ABOUT THIS EXERCISE:
Using the data below, return every line that holds the word "Completed".

------------------------------------

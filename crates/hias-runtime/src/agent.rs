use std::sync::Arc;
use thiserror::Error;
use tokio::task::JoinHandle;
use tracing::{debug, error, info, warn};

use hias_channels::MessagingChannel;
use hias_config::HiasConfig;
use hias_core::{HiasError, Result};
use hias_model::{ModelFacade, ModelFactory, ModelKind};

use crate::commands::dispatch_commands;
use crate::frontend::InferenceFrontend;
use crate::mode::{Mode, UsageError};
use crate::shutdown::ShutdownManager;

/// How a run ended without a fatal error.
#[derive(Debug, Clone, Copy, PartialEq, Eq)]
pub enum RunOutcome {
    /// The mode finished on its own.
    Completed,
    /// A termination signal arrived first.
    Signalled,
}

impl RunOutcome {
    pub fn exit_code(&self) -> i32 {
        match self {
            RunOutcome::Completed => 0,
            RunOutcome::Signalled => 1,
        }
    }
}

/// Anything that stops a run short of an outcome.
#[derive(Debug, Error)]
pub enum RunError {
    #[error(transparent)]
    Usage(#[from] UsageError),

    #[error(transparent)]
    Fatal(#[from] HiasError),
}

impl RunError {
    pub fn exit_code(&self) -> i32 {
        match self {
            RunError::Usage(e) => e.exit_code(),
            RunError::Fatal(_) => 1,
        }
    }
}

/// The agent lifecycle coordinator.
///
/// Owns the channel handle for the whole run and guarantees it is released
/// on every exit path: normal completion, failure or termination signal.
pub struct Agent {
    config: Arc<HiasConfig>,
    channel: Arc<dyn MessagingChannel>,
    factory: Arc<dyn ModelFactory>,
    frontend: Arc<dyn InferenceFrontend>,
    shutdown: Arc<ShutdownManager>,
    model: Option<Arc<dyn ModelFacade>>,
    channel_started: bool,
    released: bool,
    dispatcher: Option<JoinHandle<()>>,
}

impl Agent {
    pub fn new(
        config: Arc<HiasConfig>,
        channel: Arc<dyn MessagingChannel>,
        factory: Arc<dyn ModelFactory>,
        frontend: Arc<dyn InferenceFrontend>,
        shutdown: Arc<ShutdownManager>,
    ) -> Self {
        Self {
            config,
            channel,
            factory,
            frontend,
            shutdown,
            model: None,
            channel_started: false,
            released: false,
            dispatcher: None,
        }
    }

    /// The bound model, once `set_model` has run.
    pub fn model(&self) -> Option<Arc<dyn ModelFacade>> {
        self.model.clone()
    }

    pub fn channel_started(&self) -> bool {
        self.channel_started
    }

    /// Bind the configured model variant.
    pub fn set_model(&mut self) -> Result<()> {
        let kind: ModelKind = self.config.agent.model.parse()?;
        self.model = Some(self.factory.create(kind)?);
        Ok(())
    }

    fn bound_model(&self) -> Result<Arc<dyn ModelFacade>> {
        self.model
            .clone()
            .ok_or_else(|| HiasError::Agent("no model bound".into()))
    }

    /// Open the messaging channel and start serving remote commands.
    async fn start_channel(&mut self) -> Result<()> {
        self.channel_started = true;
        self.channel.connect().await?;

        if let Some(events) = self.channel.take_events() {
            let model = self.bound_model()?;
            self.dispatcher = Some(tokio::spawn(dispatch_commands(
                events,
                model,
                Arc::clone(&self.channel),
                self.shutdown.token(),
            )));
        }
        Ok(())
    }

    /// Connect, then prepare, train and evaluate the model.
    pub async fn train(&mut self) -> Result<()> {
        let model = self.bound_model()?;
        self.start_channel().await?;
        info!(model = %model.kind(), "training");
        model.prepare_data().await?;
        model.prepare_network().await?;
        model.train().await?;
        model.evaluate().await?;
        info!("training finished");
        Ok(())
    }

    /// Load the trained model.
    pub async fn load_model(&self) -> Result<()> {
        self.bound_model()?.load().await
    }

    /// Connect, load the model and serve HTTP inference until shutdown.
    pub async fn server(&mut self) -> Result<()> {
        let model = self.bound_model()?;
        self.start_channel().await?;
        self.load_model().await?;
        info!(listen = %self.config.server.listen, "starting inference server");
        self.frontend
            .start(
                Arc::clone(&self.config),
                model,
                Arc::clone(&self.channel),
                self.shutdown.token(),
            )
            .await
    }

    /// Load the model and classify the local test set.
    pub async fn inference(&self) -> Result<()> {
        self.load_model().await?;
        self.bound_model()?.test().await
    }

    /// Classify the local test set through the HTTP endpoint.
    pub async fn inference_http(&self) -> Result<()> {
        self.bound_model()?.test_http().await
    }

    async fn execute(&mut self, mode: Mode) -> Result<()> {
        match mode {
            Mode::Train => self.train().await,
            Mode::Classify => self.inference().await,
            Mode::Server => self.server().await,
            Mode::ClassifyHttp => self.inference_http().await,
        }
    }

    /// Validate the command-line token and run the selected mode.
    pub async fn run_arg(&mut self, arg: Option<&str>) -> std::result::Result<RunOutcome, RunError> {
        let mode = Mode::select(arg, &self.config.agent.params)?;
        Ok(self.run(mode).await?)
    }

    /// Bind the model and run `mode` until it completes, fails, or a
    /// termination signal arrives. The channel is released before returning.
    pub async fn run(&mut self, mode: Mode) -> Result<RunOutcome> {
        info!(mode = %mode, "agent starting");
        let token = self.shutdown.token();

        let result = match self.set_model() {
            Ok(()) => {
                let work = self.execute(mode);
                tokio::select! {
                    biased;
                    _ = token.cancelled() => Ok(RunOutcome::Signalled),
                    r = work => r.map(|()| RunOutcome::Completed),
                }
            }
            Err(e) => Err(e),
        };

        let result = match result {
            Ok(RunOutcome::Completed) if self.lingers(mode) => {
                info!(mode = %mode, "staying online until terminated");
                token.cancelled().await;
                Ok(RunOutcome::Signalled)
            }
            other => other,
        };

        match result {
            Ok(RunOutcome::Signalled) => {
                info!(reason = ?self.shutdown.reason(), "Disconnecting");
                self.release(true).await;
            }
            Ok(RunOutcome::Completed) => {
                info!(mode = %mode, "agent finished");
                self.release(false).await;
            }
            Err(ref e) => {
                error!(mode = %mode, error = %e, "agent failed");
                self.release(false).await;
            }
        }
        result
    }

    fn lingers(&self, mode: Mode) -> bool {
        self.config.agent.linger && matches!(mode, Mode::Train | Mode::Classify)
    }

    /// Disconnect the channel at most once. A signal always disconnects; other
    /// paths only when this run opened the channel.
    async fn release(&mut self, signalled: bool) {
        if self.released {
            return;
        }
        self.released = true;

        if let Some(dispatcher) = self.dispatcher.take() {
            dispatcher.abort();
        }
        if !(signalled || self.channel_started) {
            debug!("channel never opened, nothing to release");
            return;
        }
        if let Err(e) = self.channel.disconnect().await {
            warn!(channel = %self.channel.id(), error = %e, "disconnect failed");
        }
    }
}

------------------------------------

RESULT BELOW:
    Completed,
            RunOutcome::Completed => 0,
                    r = work => r.map(|()| RunOutcome::Completed),
            Ok(RunOutcome::Completed) if self.lingers(mode) => {
            Ok(RunOutcome::Completed) => {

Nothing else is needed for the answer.